With the advent of the 5G network, edge devices and mobile and multimedia applications are used a lot; malware appeared to target edge devices. In the fourth quarter of 2020, 43 million pieces of malware targeting mobile devices occurred. Therefore, a lot of researchers studied various methods to quickly protect users from malware. In particular, they studied detecting malware for achieving the high accuracy with deep learning-based classification models on mobile devices. However, such deep learning-based classifiers consume a lot of resources, and mobile devices have limited hardware resources such as RAM and battery. Therefore, such approaches are difficult to be used in the mobile devices in practice. In this work, we study how a deep learning classifier classifies malware and proposed a novel approach to generate a light-weight classifier that can efficiently and effectively detect malware based on the insight that malware exhibits distinctive features as they are programmed to perform malicious actions such as information leaks. Therefore, by analyzing and extracting distinctive features used by a deep learning classifier from malicious dataset, we generate a light-weight rule-based classifier with high accuracy to efficiently detect malware on edge devices called LiDAR. On an edge device, LiDAR detects malware with 94% accuracy (F1-score) and 85.67% and 328.24% lower usages for CPU and RAM, respectively, than a CNN classifier, and showed the classification time 454.37% faster than the classifier.

1. Introduction

With the introduction of the 5G network, people enter the era of Internet of Things (IoT) in which more devices are connected as developed IoT; edge devices are growing a lot.
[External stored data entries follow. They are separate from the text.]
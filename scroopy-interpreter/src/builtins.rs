use std::rc::Rc;

use crate::object::{BuiltinFunction, EvaluationError, Object, ObjectType};

fn check_argument_count(expected: usize, args: &[Rc<Object>]) -> Result<(), EvaluationError> {
    if args.len() != expected {
        return Err(EvaluationError::WrongArgumentCount {
            expected,
            actual: args.len(),
        });
    }
    Ok(())
}

fn expect_array<'a>(
    function: &'static str,
    arg: &'a Rc<Object>,
) -> Result<&'a [Rc<Object>], EvaluationError> {
    match arg.as_ref() {
        Object::Array(arr) => Ok(arr),
        other => Err(EvaluationError::UnexpectedArgumentType {
            function,
            expected: ObjectType::Array,
            got: other.type_tag(),
        }),
    }
}

fn builtin_len(args: Vec<Rc<Object>>) -> Result<Rc<Object>, EvaluationError> {
    check_argument_count(1, &args)?;
    match args[0].as_ref() {
        Object::String(s) => Ok(Object::integer(s.len() as i64)),
        Object::Array(arr) => Ok(Object::integer(arr.len() as i64)),
        other => Err(EvaluationError::UnsupportedArgument {
            function: "len",
            got: other.type_tag(),
        }),
    }
}

fn builtin_first(args: Vec<Rc<Object>>) -> Result<Rc<Object>, EvaluationError> {
    check_argument_count(1, &args)?;
    let arr = expect_array("first", &args[0])?;
    Ok(arr.first().cloned().unwrap_or_else(Object::null))
}

fn builtin_last(args: Vec<Rc<Object>>) -> Result<Rc<Object>, EvaluationError> {
    check_argument_count(1, &args)?;
    let arr = expect_array("last", &args[0])?;
    Ok(arr.last().cloned().unwrap_or_else(Object::null))
}

fn builtin_rest(args: Vec<Rc<Object>>) -> Result<Rc<Object>, EvaluationError> {
    check_argument_count(1, &args)?;
    let arr = expect_array("rest", &args[0])?;
    if arr.is_empty() {
        return Ok(Object::null());
    }
    Ok(Object::array(arr[1..].to_vec()))
}

// The argument array is left untouched; a new array is returned.
fn builtin_push(args: Vec<Rc<Object>>) -> Result<Rc<Object>, EvaluationError> {
    check_argument_count(2, &args)?;
    let arr = expect_array("push", &args[0])?;
    let mut new_arr = arr.to_vec();
    new_arr.push(args[1].clone());
    Ok(Object::array(new_arr))
}

const BUILTINS: &[BuiltinFunction] = &[
    BuiltinFunction {
        name: "len",
        func: builtin_len,
    },
    BuiltinFunction {
        name: "first",
        func: builtin_first,
    },
    BuiltinFunction {
        name: "last",
        func: builtin_last,
    },
    BuiltinFunction {
        name: "rest",
        func: builtin_rest,
    },
    BuiltinFunction {
        name: "push",
        func: builtin_push,
    },
];

pub(crate) fn map_builtins(name: &str) -> Option<BuiltinFunction> {
    BUILTINS.iter().find(|builtin| builtin.name == name).cloned()
}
It is expected that there will be more than 7.49 billion edge device (e.g., smartphones and wearable devices) users worldwide in 2025 [1]. Also, due to the high use of edge devices, multimedia applications are used a lot, and it is seen that cumulative downloads of multimedia applications (e.g., WhatsApp, YouTube, and Facebook) are about 28.4 billion or more [2]. Furthermore, mobile multimedia usage is about 4.23 hours per day which is consumed a lot of time [3]. Unfortunately, due to the severe security threats (e.g., Botnets and man-in-the-middle attack) and major privacy violations (e.g., social security numbers, credit card numbers, and passwords), the use of the edge devices is still risky [48]. For example, a single wrong click can launch a malicious program causing damage such as personal information leakage or financial loss. In the fourth quarter of 2020, 43 million pieces of malware targeting mobile devices appeared [9].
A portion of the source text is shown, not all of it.